My parents ironically met in medical school. But in terms of my broader family, we've got everything from pediatrics to oncologists to pharmacists to dentists. So it was a number of family gatherings where the topic would always be about healthcare.
Marcus: Wow, that's a lot of healthcare in your family! And yet you didn't go into the provider side of healthcare. You went into the business side of healthcare. So how did that happen?
Bardan: That's right. I actually nearly did. In high school I actually applied for a number of pre-med and pre-dentistry programs. This was something I had agreed to with my parents that I would at least try. And I actually did get into a few, but my passion was just truly not there as a healthcare provider.
I knew I could be in healthcare and really make a difference on the business side. My dad actually went ahead and got his MBA later in his career through an online program, and this was roughly around the time that I was in middle school. I was actually able to take part in it and really enjoyed the content.
I remember one of my favorite courses was a course around systems thinking, and this was the early days of the electronic medical record.
Marcus: You must have had some exposure or experience through your family in the early days of the electronic health record to see that there was actually a business side of healthcare where technology was going to play a role.
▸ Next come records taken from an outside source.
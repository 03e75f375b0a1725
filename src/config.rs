use std::env;

use url::Url;

use crate::errors::LoaderError;

/// The base URL of the hosted backend, e.g. `https://xyz.supabase.co`.
pub const SUPABASE_URL: &str = "SUPABASE_URL";

/// The service key used for both the `apikey` and bearer headers.
pub const SUPABASE_SERVICE_KEY: &str = "SUPABASE_SERVICE_KEY";

/// The path of the JSON records file (optional, defaults to
/// `hackathons.json`).
pub const RECORDS_FILE: &str = "LOADER_RECORDS_FILE";

/// Set to `1` to skip records whose name is already in the table.
pub const SKIP_EXISTING: &str = "LOADER_SKIP_EXISTING";

/// Connection settings for the hosted backend. Built once and handed
/// to the client factory; nothing else reads the environment after
/// this.
#[derive(Clone, Debug)]
pub struct Settings {
    supabase_url: Url,
    supabase_key: String,
}

impl Settings {
    pub fn new(supabase_url: Url, supabase_key: String) -> Self {
        Self {
            supabase_url,
            supabase_key,
        }
    }

    /// Reads the settings from the environment, failing on the first
    /// missing or malformed variable.
    pub fn from_env() -> Result<Self, LoaderError> {
        let url = get_variable(SUPABASE_URL)?;
        let key = get_variable(SUPABASE_SERVICE_KEY)?;

        let supabase_url = Url::parse(&url).map_err(|source| LoaderError::InvalidUrl {
            name: SUPABASE_URL,
            source,
        })?;

        Ok(Self::new(supabase_url, key))
    }

    pub fn supabase_url(&self) -> &Url {
        &self.supabase_url
    }

    pub fn supabase_key(&self) -> &str {
        &self.supabase_key
    }
}

/// Returns the value of the named environment variable if it exists.
pub fn get_variable(name: &'static str) -> Result<String, LoaderError> {
    env::var(name).map_err(|_| LoaderError::MissingVariable(name))
}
Bardan: Yeah, absolutely. I saw firsthand as the electronic medical record was coming forward, the challenge [that it was for] my dad and other family members to adopt it, to learn how to utilize it, and the constant change that came with it. And as we're seeing now, 15+ years later, the difference it's making for care professionals.
Marcus: Oh, that's great. And it must be just a fascinating place to be with such a family of providers, to be in health technology and have those discussions around the Thanksgiving dinner table. And you've got your own built-in focus group right there.
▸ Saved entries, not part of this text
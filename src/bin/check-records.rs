use std::error::Error;
use std::path::PathBuf;
use std::process;

use structopt::StructOpt;

use loader::io::read_records;
use loader::log::{error, info, initialize_logger, o};
use loader::validation::validate;

#[derive(Debug, StructOpt)]
#[structopt(
    name = "check-records",
    about = "Validate a hackathon records file without inserting anything"
)]
struct Opt {
    /// The JSON file containing the records to check
    #[structopt(parse(from_os_str), default_value = "hackathons.json")]
    file: PathBuf,
}

fn main() -> Result<(), Box<dyn Error>> {
    let opt = Opt::from_args();

    let logger = initialize_logger();

    let hackathons = read_records(&opt.file)?;
    let total = hackathons.len();
    let mut invalid = 0usize;

    for (index, hackathon) in hackathons.iter().enumerate() {
        let logger = logger.new(
            o!("index" => index + 1, "total" => total, "name" => hackathon.display_name().to_string()),
        );

        match validate(hackathon) {
            Ok(()) => info!(logger, "Valid"),
            Err(reason) => {
                invalid += 1;
                error!(logger, "Invalid"; "reason" => %reason);
            }
        }
    }

    info!(logger, "Checked {} record(s), {} invalid", total, invalid);

    if invalid > 0 {
        process::exit(1);
    }

    Ok(())
}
Bardan: Yeah. There you go.
Marcus: I love it.
You've been in healthcare technology and it looks like a lot of time spent in telehealth even before the pandemic. So talk about your trajectory there.
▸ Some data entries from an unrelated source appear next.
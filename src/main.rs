use std::collections::HashSet;
use std::env;
use std::error::Error;

use loader::batch;
use loader::config::{self, Settings};
use loader::db::{Db, RestDb};
use loader::io::read_records;
use loader::log::{info, initialize_logger};
use loader::normalization::dedup_key;

const DEFAULT_RECORDS_FILE: &str = "hackathons.json";

#[tokio::main]
async fn main() -> Result<(), Box<dyn Error>> {
    dotenv::dotenv().ok();

    let logger = initialize_logger();

    let settings = Settings::from_env()?;
    let db = RestDb::new(&settings)?;

    let records_file = env::var(config::RECORDS_FILE)
        .unwrap_or_else(|_| DEFAULT_RECORDS_FILE.to_string());
    let hackathons = read_records(&records_file)?;

    info!(logger, "Read records file"; "file" => records_file, "records" => hackathons.len());

    let skip_existing = env::var(config::SKIP_EXISTING)
        .map(|value| value == "1")
        .unwrap_or(false);

    let existing = if skip_existing {
        info!(logger, "Fetching names already in the table...");
        let names = db.existing_names().await?;
        info!(logger, "Fetched existing names"; "names" => names.len());

        Some(names.iter().map(dedup_key).collect::<HashSet<_>>())
    } else {
        None
    };

    let summary = batch::insert_all(&logger, &db, &hackathons, existing.as_ref()).await;
    batch::log_summary(&logger, &summary);

    Ok(())
}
Bardan: I've really been in healthcare since the beginning of my career. At Deloitte, I served a number of healthcare customers. Being from Minnesota, it's a rather large healthcare ecosystem with major payers, med device companies, care systems.
And so I think ultimately, what really has excited me and confirmed my decision going into healthcare was the impact I could make on patients and providers. For example, at Zocdoc, I had the opportunity to create more access for patients, creating more transparency in provider schedules and making it even easier for front desk staff to cross schedule.
And TytoCare, this was really a remarkable experience. It was the first of its kind clinical product. It was a first-of-its-kind medical device that paired with a virtual exam. It actually could do heart sounds, lung sounds, gastrointestinal sounds, ears, throat, temperature. And what's most powerful about it was that it gave a nonclinical individual the power to actually use it in both asynchronous and synchronous settings. And so really anything you'd find at the doctor's office hanging on the wall, you could leverage this device for. And this was really the experience that I had firsthand to make a difference in patient lives. I think all of my prior experiences weren't as directly focused on the patient in a clinical way.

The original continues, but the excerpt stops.